#### Input

//! Resource limits applied while parsing.
//!
//! Parsing itself is iterative, but rendering, comparing and proving a formula recurse over its
//! tree. The limits below bound that recursion so pathological inputs fail with an
//! [`Error`](crate::error::Error) instead of exhausting the stack.
//!
//! Limits can be loaded from TOML; missing keys fall back to their defaults:
//! ```
//! use gentzen::config::ProverConfig;
//!
//! let config = ProverConfig::from_toml_str("max_nesting_depth = 32").unwrap();
//! assert_eq!(config.max_nesting_depth, 32);
//! assert_eq!(config.max_input_len, ProverConfig::default().max_input_len);
//! ```
use std::path::Path;

use log::debug;
use serde::{Deserialize, Serialize};
use thiserror::Error;

#[derive(Debug, Error)]
pub enum ConfigError {
    #[error("I/O error while reading configuration: {0}")]
    Io(#[from] std::io::Error),

    #[error("Failed to parse configuration: {0}")]
    Parse(#[from] toml::de::Error),

    #[error("Failed to serialize configuration: {0}")]
    Serialize(#[from] toml::ser::Error),
}

#[derive(Debug, Clone, Copy, PartialEq, Eq, Serialize, Deserialize)]
#[serde(default)]
pub struct ProverConfig {
    /// Maximum length of the source text, in bytes.
    pub max_input_len: usize,
    /// Maximum depth of a parsed formula tree. An atom has depth 1.
    ///
    /// Binary chains such as `a&&b&&c` gain one level per operator, so the default admits any
    /// such chain that fits in the default input length.
    pub max_nesting_depth: usize,
}

impl ProverConfig {
    pub const DEFAULT_MAX_INPUT_LEN: usize = 4096;
    pub const DEFAULT_MAX_NESTING_DEPTH: usize = 2048;

    /// A configuration that never rejects input on size grounds.
    pub fn unlimited() -> Self {
        Self {
            max_input_len: usize::MAX,
            max_nesting_depth: usize::MAX,
        }
    }

    pub fn from_toml_str(src: &str) -> Result<Self, ConfigError> {
        let config: Self = toml::from_str(src)?;
        debug!("Loaded prover configuration: {config:?}");
        Ok(config)
    }

    /// Load a configuration from a TOML file.
    pub fn load_from_toml(path: &Path) -> Result<Self, ConfigError> {
        let src = std::fs::read_to_string(path)?;
        Self::from_toml_str(&src)
    }

    pub fn to_toml_string(&self) -> Result<String, ConfigError> {
        Ok(toml::to_string(self)?)
    }
}

impl Default for ProverConfig {
    fn default() -> Self {
        Self {
            max_input_len: Self::DEFAULT_MAX_INPUT_LEN,
            max_nesting_depth: Self::DEFAULT_MAX_NESTING_DEPTH,
        }
    }
}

########

* Work item
The response should consist of the number of lines in the data that hold the word "tree", with nothing added.

* Reply to the exercise
2